**What this task involves:** Among the entries, which lines carry the string "Clone"? Copy each of them.

**Given information:**
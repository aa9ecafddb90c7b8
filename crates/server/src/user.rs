//! Caller identity as seen by the API: a row of the `users` table.

use engine::Role;
use sea_orm::entity::prelude::*;

#[derive(Clone, Debug, PartialEq, DeriveEntityModel, Eq)]
#[sea_orm(table_name = "users")]
pub struct Model {
    #[sea_orm(primary_key, auto_increment = false)]
    pub id: String,
    pub display_name: String,
    pub role: String,
    pub created_at: DateTimeUtc,
}

#[derive(Copy, Clone, Debug, EnumIter, DeriveRelation)]
pub enum Relation {}

impl ActiveModelBehavior for ActiveModel {}

impl Model {
    /// Admin and finance users see every donation.
    pub fn is_staff(&self) -> bool {
        Role::try_from(self.role.as_str()).is_ok_and(Role::is_staff)
    }
}
//! Recurring schedule API endpoints

use api_types::schedule::Schedule;
use axum::{
    Extension, Json,
    extract::{Path, State},
};
use engine::RecurringSchedule;
use uuid::Uuid;

use crate::{ServerError, server::ServerState, user};

fn schedule_view(schedule: RecurringSchedule) -> Schedule {
    Schedule {
        id: schedule.id,
        campaign_id: schedule.campaign_id,
        amount_minor: schedule.amount_minor,
        frequency: schedule.frequency.as_str().to_string(),
        method: schedule.method.as_str().to_string(),
        next_due_date: schedule.next_due_date,
        status: schedule.status.as_str().to_string(),
        consecutive_failures: schedule.consecutive_failures,
    }
}

/// Donor cancellation of their schedule
pub async fn cancel(
    Extension(user): Extension<user::Model>,
    State(state): State<ServerState>,
    Path(id): Path<Uuid>,
) -> Result<Json<Schedule>, ServerError> {
    let schedule = state.engine.cancel_schedule(&user.id, id).await?;
    Ok(Json(schedule_view(schedule)))
}

/// Staff reactivation of a paused schedule
pub async fn reactivate(
    Extension(user): Extension<user::Model>,
    State(state): State<ServerState>,
    Path(id): Path<Uuid>,
) -> Result<Json<Schedule>, ServerError> {
    let schedule = state.engine.reactivate_schedule(&user.id, id).await?;
    Ok(Json(schedule_view(schedule)))
}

**Response to the exercise:**
#[derive(Clone, Debug, PartialEq, DeriveEntityModel, Eq)]
#[derive(Copy, Clone, Debug, EnumIter, DeriveRelation)]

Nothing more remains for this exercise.